Las'caris, CONSTANTINE,

Chambers's Encyclopaedia, Volume 6: Humber to Malta, p. 523

Las'caris, CONSTANTINE, a Greek scholar, who, after the capture of Constantinople by the Turks, fled to Italy, where he was instrumental in reviving the study of Greek. He was a descendant of the royal family of Nicæa. Francesco Sforza, Duke of Milan, made him tutor to his daughter Hippolyta. But more important scenes of Las'caris' labours were Rome (where he settled in the train of Bessarion), Naples, and Messina; at this last city he taught rhetoric and Greek letters until his death in 1493. His Greek grammar, entitled Erotemata, and dated 1476, was the earliest Greek book printed in Italy.

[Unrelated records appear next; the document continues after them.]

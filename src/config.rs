/*!
    boot time settings of the uart channel

    packet size bounds are const generics of [crate::framing] and [crate::Uart] since they size buffers, the constants here are only their defaults.
*/

use crate::Error;


/// default bound for received packets payload
pub const MAX_PACKET_LEN: usize = 64;
/// default bound for transmitted packets payload
pub const MAX_SEND_LEN: usize = 64;


/// uart peripheral instance, only these two are supported by the memory-mapped backend
#[derive(Copy, Clone, Debug, Default, PartialEq, Eq)]
pub enum Channel {
    #[default]
    Usart1,
    Usart2,
}

/// uart channel settings, fixed once the transport is initialized
#[derive(Copy, Clone, Debug, PartialEq, Eq)]
pub struct Config {
    /// cpu core clock, the peripheral clock is half of it on this platform
    pub core_clock_khz: u32,
    /// target baud rate in bits per second
    pub baud_rate: u32,
    /// peripheral instance to use
    pub channel: Channel,
}
impl Default for Config {
    fn default() -> Self {
        Self {
            core_clock_khz: 72_000,
            baud_rate: 57_600,
            channel: Channel::Usart1,
        }
    }
}
impl Config {
    pub fn with_core_clock_khz(mut self, core_clock_khz: u32) -> Self {
        self.core_clock_khz = core_clock_khz;
        self
    }
    pub fn with_baud_rate(mut self, baud_rate: u32) -> Self {
        self.baud_rate = baud_rate;
        self
    }
    pub fn with_channel(mut self, channel: Channel) -> Self {
        self.channel = channel;
        self
    }

    /// clock feeding the uart peripheral
    pub fn peripheral_clock_khz(&self) -> u32 {
        self.core_clock_khz / 2
    }
    /// baud rate divisor register value, rounded to nearest
    pub fn divisor(&self) -> Result<u16, Error> {
        if self.baud_rate == 0
            {return Err(Error::InvalidBaudRate(self.baud_rate))}
        let clock = u64::from(self.peripheral_clock_khz()) * 1000;
        let baud = u64::from(self.baud_rate);
        let divisor = (clock + baud/2) / baud;
        match u16::try_from(divisor) {
            Ok(0) | Err(_) => Err(Error::InvalidBaudRate(self.baud_rate)),
            Ok(divisor) => Ok(divisor),
        }
    }
}


#[cfg(test)]
mod tests {
    use super::*;

    #[test]
    fn divisor_of_default_clock() {
        let config = Config::default();
        assert_eq!(config.peripheral_clock_khz(), 36_000);
        assert_eq!(config.divisor(), Ok(625));
    }

    #[test]
    fn divisor_rounds_to_nearest() {
        // 36 MHz / 115200 = 312.5
        let config = Config::default().with_baud_rate(115_200);
        assert_eq!(config.divisor(), Ok(313));
        // 8 MHz / 9600 = 833.33
        let config = Config::default().with_core_clock_khz(16_000).with_baud_rate(9_600);
        assert_eq!(config.divisor(), Ok(833));
    }

    #[test]
    fn divisor_out_of_register() {
        assert_eq!(
            Config::default().with_baud_rate(0).divisor(),
            Err(Error::InvalidBaudRate(0)));
        assert_eq!(
            Config::default().with_baud_rate(300).divisor(),
            Err(Error::InvalidBaudRate(300)));
        assert_eq!(
            Config::default().with_core_clock_khz(2).with_baud_rate(4_000_000).divisor(),
            Err(Error::InvalidBaudRate(4_000_000)));
    }
}
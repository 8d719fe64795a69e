use thiserror::Error;

/// error regarding uart packet transport
#[derive(Error, Debug, Copy, Clone, PartialEq, Eq)]
pub enum Error {
    /// transmit holding register was still busy when a byte send started, should not happen on a working peripheral
    #[error("uart transmitter not ready")]
    NotReady,
    /// caller asked to send more than the channel allows
    #[error("packet of {len} bytes exceeds maximum of {max}")]
    PacketTooLong {len: usize, max: usize},
    /// no valid divisor can be derived for this baud rate
    #[error("baud rate {0} cannot be derived from the peripheral clock")]
    InvalidBaudRate(u32),
}
impl Error {
    /// true when the error comes from a misuse by the caller rather than from the peripheral
    pub fn is_contract_violation(&self) -> bool {
        match self {
            Self::NotReady => false,
            Self::PacketTooLong {..} | Self::InvalidBaudRate(_) => true,
        }
    }
}
//! In-memory road graph and its construction from a description.

use std::collections::HashMap;

use super::description::{City, GraphDescription};
use crate::error::{InvalidInput, RoutingError};

/// Undirected weighted graph over the listed cities.
///
/// Nodes are indexed by their position in the description's city list.
/// Adjacency lists keep edges in the order their first OK route appeared.
#[derive(Debug, Clone, Default)]
pub struct Graph {
    cities: Vec<City>,
    index: HashMap<City, usize>,
    adjacency: Vec<Vec<(usize, f64)>>,
}

impl Graph {
    /// Number of nodes, isolated ones included.
    pub fn node_count(&self) -> usize {
        self.cities.len()
    }

    /// Number of undirected edges.
    pub fn edge_count(&self) -> usize {
        self.adjacency.iter().map(Vec::len).sum::<usize>() / 2
    }

    pub fn contains(&self, city: &str) -> bool {
        self.index.contains_key(city)
    }

    pub fn index_of(&self, city: &str) -> Option<usize> {
        self.index.get(city).copied()
    }

    /// Returns the city at node index `node`.
    ///
    /// # Panics
    ///
    /// Panics if `node >= node_count()`.
    pub fn city(&self, node: usize) -> &str {
        &self.cities[node]
    }

    /// `(neighbor, weight)` pairs of `node`.
    pub fn neighbors(&self, node: usize) -> &[(usize, f64)] {
        &self.adjacency[node]
    }

    /// Weight of the edge between `a` and `b`, if any.
    pub fn weight(&self, a: usize, b: usize) -> Option<f64> {
        self.adjacency
            .get(a)?
            .iter()
            .find(|&&(n, _)| n == b)
            .map(|&(_, w)| w)
    }

    /// Sum of edge weights along `path`.
    ///
    /// Returns `f64::INFINITY` for a path with fewer than two nodes or with
    /// a step between non-adjacent nodes.
    pub fn path_distance(&self, path: &[usize]) -> f64 {
        if path.len() < 2 {
            return f64::INFINITY;
        }
        let mut total = 0.0;
        for step in path.windows(2) {
            match self.weight(step[0], step[1]) {
                Some(w) => total += w,
                None => return f64::INFINITY,
            }
        }
        total
    }

    /// Checks that `path` is non-empty, has no repeated node and only
    /// steps along edges.
    pub fn is_simple_path(&self, path: &[usize]) -> bool {
        if path.is_empty() || path.iter().any(|&n| n >= self.node_count()) {
            return false;
        }
        let mut seen = vec![false; self.node_count()];
        for &node in path {
            if seen[node] {
                return false;
            }
            seen[node] = true;
        }
        path.windows(2).all(|s| self.weight(s[0], s[1]).is_some())
    }

    /// Maps node indices back to city identifiers.
    pub fn path_cities(&self, path: &[usize]) -> Vec<City> {
        path.iter().map(|&n| self.cities[n].clone()).collect()
    }

    fn connect(&mut self, a: usize, b: usize, weight: f64) {
        Self::upsert(&mut self.adjacency[a], b, weight);
        Self::upsert(&mut self.adjacency[b], a, weight);
    }

    // Last write wins on repeated pairs.
    fn upsert(edges: &mut Vec<(usize, f64)>, to: usize, weight: f64) {
        match edges.iter_mut().find(|(n, _)| *n == to) {
            Some(edge) => edge.1 = weight,
            None => edges.push((to, weight)),
        }
    }
}

/// Builds a [`Graph`] from a [`GraphDescription`].
///
/// Every listed city becomes a node. Each OK route adds an undirected edge,
/// a repeated unordered pair overwrites the earlier weight. Closed routes
/// never become edges but are still validated.
///
/// # Errors
///
/// [`RoutingError::InvalidInput`] when a city is listed twice, a route names
/// a city missing from the list, or a distance is not finite and positive.
///
/// # Examples
///
/// ```
/// use u_roadpath::graph::{GraphBuilder, GraphDescription, Route};
///
/// let description = GraphDescription::default()
///     .with_cities(["A", "B", "C"])
///     .with_route(Route::ok("A", "B", 1.0))
///     .with_route(Route::closed("B", "C", 1.0));
/// let graph = GraphBuilder::build(&description).unwrap();
/// assert_eq!(graph.node_count(), 3);
/// assert_eq!(graph.edge_count(), 1);
/// ```
pub struct GraphBuilder;

impl GraphBuilder {
    pub fn build(description: &GraphDescription) -> Result<Graph, RoutingError> {
        let node_count = description.cities.len();
        let mut graph = Graph {
            cities: Vec::with_capacity(node_count),
            index: HashMap::with_capacity(node_count),
            adjacency: vec![Vec::new(); node_count],
        };

        for city in &description.cities {
            if graph.index.contains_key(city) {
                return Err(InvalidInput::DuplicateCity(city.clone()).into());
            }
            graph.index.insert(city.clone(), graph.cities.len());
            graph.cities.push(city.clone());
        }

        let mut closed = 0usize;
        for route in &description.routes {
            let lookup = |city: &City| {
                graph.index_of(city).ok_or_else(|| InvalidInput::UnknownCity {
                    from: route.from.clone(),
                    to: route.to.clone(),
                    city: city.clone(),
                })
            };
            let from = lookup(&route.from)?;
            let to = lookup(&route.to)?;

            if !route.distance.is_finite() || route.distance <= 0.0 {
                return Err(InvalidInput::InvalidDistance {
                    from: route.from.clone(),
                    to: route.to.clone(),
                    distance: route.distance,
                }
                .into());
            }

            if !route.is_open() {
                closed += 1;
                continue;
            }
            if from == to {
                log::debug!("ignoring self-loop route at {:?}", route.from);
                continue;
            }
            graph.connect(from, to, route.distance);
        }

        log::debug!(
            "built graph: {} cities, {} edges, {} closed routes skipped",
            graph.node_count(),
            graph.edge_count(),
            closed
        );

        Ok(graph)
    }
}
//! Exact shortest paths (Dijkstra).
//!
//! Classic single-source search with a binary heap. All route distances are
//! positive, so the first time the destination is settled its distance is
//! the true minimum.
//!
//! # References
//!
//! - Dijkstra, E. W. (1959). "A note on two problems in connexion with graphs",
//!   *Numerische Mathematik* 1, 269-271.

mod runner;

pub use runner::ExactPathSolver;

His library, which is very valuable, is now in the Escorial.—JOHN or JANUS LASCARIS, a member of the same family, surnamed RHYNDACENUS, born about 1445, who also found an asylum in Italy after the fall of Constantinople, was employed by Lorenzo de Medici in the collection of ancient, especially Greek, classical authors. On the death of Lorenzo, Lascaris went to Paris, where he taught Greek with the countenance of Charles VIII. and Louis XII.; but he eventually settled in Rome, and was appointed by Leo X. superintendent of his Greek press and of a seminary for young Greeks. He was, moreover, employed as ambassador at the court of Francis I., and afterwards at Venice, and died in Rome in 1535. From Rome he edited several editiones principes of the Greek classics. His own works were chiefly grammatical, with a volume of letters and epigrams. See Villemain's Lascaris, ou les Grecs du 15me Siècle (Paris, 1825).